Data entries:
——————

//! Mimir persistence: small SQLite history of the views pushed to each worker.
//! Keeps the latest 3 per worker; enough to answer "what did this worker last get".

#![forbid(unsafe_code)]

use std::sync::{Arc, Mutex};

use anyhow::{anyhow, Context, Result};
use metrics::{counter, histogram};
use mimir_core::{hash_hex, PushError, Pusher, RenderedView};
use serde::{Deserialize, Serialize};
use tracing::warn;

const KEEP_PER_UNIT: usize = 3;

#[derive(Debug, Clone, PartialEq, Eq, Serialize, Deserialize)]
pub struct ViewRecord {
    pub unit: String,
    pub hash: String,
    pub roles: String,
    pub ts: i64,
    pub config_yaml: String,
}

impl ViewRecord {
    pub fn from_view(view: &RenderedView, ts: i64) -> Self {
        Self {
            unit: view.unit_id.clone(),
            hash: hash_hex(view.hash),
            roles: view.roles.iter().map(|r| r.as_str()).collect::<Vec<_>>().join(","),
            ts,
            config_yaml: view.config_yaml.clone(),
        }
    }
}

pub trait History: Send + Sync {
    fn record(&self, rec: &ViewRecord) -> Result<()>;
    fn recent(&self, unit: &str, limit: Option<usize>) -> Result<Vec<ViewRecord>>;
}

/// SQLite-backed history. Synchronous; writes are tiny and happen once per successful push.
pub struct SqliteHistory {
    db: Mutex<rusqlite::Connection>,
}

impl SqliteHistory {
    pub fn open_default() -> Result<Self> {
        let path = std::env::var("MIMIR_DB_PATH").unwrap_or_else(|_| default_db_path());
        Self::open(&path)
    }

    pub fn open(path: &str) -> Result<Self> {
        let started = std::time::Instant::now();
        let db = rusqlite::Connection::open(path).with_context(|| format!("opening sqlite db at {}", path))?;
        db.pragma_update(None, "journal_mode", "WAL").ok();
        db.pragma_update(None, "synchronous", "NORMAL").ok();
        db.execute(
            "CREATE TABLE IF NOT EXISTS view_history (
                unit   TEXT NOT NULL,
                hash   TEXT NOT NULL,
                roles  TEXT NOT NULL,
                ts     INTEGER NOT NULL,
                config BLOB NOT NULL
            )",
            [],
        )
        .context("creating view_history table")?;
        db.execute("CREATE INDEX IF NOT EXISTS idx_view_history_unit_ts ON view_history(unit, ts DESC)", []).ok();
        histogram!("persist_open_ms", started.elapsed().as_secs_f64() * 1000.0);
        Ok(Self { db: Mutex::new(db) })
    }

    fn conn(&self) -> Result<std::sync::MutexGuard<'_, rusqlite::Connection>> {
        self.db.lock().map_err(|_| anyhow!("history db lock poisoned"))
    }
}

impl History for SqliteHistory {
    fn record(&self, rec: &ViewRecord) -> Result<()> {
        let started = std::time::Instant::now();
        let mut db = self.conn()?;
        let tx = db.transaction()?;
        tx.execute(
            "INSERT INTO view_history(unit, hash, roles, ts, config) VALUES (?1, ?2, ?3, ?4, ?5)",
            (&rec.unit, &rec.hash, &rec.roles, rec.ts, maybe_compress(&rec.config_yaml)),
        )?;
        tx.execute(
            "DELETE FROM view_history
             WHERE unit = ?1
               AND rowid NOT IN (
                   SELECT rowid FROM view_history WHERE unit = ?1 ORDER BY ts DESC, rowid DESC LIMIT ?2
               )",
            (&rec.unit, KEEP_PER_UNIT as i64),
        )?;
        tx.commit()?;
        histogram!("persist_put_ms", started.elapsed().as_secs_f64() * 1000.0);
        counter!("persist_put_total", 1u64);
        Ok(())
    }

    fn recent(&self, unit: &str, limit: Option<usize>) -> Result<Vec<ViewRecord>> {
        let started = std::time::Instant::now();
        let cap = limit.unwrap_or(KEEP_PER_UNIT);
        let db = self.conn()?;
        let mut stmt = db.prepare(
            "SELECT hash, roles, ts, config FROM view_history WHERE unit = ?1 ORDER BY ts DESC, rowid DESC LIMIT ?2",
        )?;
        let mut rows = stmt.query((unit, cap as i64))?;
        let mut out = Vec::new();
        while let Some(row) = rows.next()? {
            let blob: Vec<u8> = row.get(3)?;
            out.push(ViewRecord {
                unit: unit.to_string(),
                hash: row.get(0)?,
                roles: row.get(1)?,
                ts: row.get(2)?,
                config_yaml: maybe_decompress(&blob),
            });
        }
        histogram!("persist_get_ms", started.elapsed().as_secs_f64() * 1000.0);
        Ok(out)
    }
}

/// Wraps a pusher and records every view the inner pusher accepted.
pub struct RecordingPusher {
    inner: Arc<dyn Pusher>,
    history: Arc<dyn History>,
}

impl RecordingPusher {
    pub fn new(inner: Arc<dyn Pusher>, history: Arc<dyn History>) -> Self { Self { inner, history } }
}

#[async_trait::async_trait]
impl Pusher for RecordingPusher {
    async fn push(&self, view: &RenderedView) -> Result<(), PushError> {
        self.inner.push(view).await?;
        if let Err(e) = self.history.record(&ViewRecord::from_view(view, now_ts())) {
            counter!("persist_put_err_total", 1u64);
            warn!(unit = %view.unit_id, error = %e, "history record failed");
        }
        Ok(())
    }
}

fn default_db_path() -> String {
    if let Some(home) = std::env::var_os("HOME") {
        let mut p = std::path::PathBuf::from(home);
        p.push(".mimir");
        let _ = std::fs::create_dir_all(&p);
        p.push("coordinator.db");
        return p.to_string_lossy().to_string();
    }
    "mimir-coordinator.db".to_string()
}

/// Seconds since epoch.
pub fn now_ts() -> i64 { chrono::Utc::now().timestamp() }

pub fn maybe_compress(text: &str) -> Vec<u8> {
    #[cfg(feature = "zstd")]
    {
        let lvl: i32 = std::env::var("MIMIR_ZSTD_LEVEL").ok().and_then(|s| s.parse().ok()).unwrap_or(3);
        return zstd::encode_all(text.as_bytes(), lvl).unwrap_or_else(|_| text.as_bytes().to_vec());
    }
    text.as_bytes().to_vec()
}

pub fn maybe_decompress(blob: &[u8]) -> String {
    #[cfg(feature = "zstd")]
    {
        if let Ok(de) = zstd::decode_all(std::io::Cursor::new(blob)) {
            return String::from_utf8_lossy(&de).to_string();
        }
    }
    String::from_utf8_lossy(blob).to_string()
}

——————

[Exercise instructions]:
Which lines above run from the one containing "fn record(&self, rec: &ViewRecord) -> Result<()>;" down to the one containing "pub fn open_default()"? Repeat exactly those, both ends included, and nothing else.

[Exercise solution]:
    fn record(&self, rec: &ViewRecord) -> Result<()>;
    fn recent(&self, unit: &str, limit: Option<usize>) -> Result<Vec<ViewRecord>>;
}

/// SQLite-backed history. Synchronous; writes are tiny and happen once per successful push.
pub struct SqliteHistory {
    db: Mutex<rusqlite::Connection>,
}

impl SqliteHistory {
    pub fn open_default() -> Result<Self> {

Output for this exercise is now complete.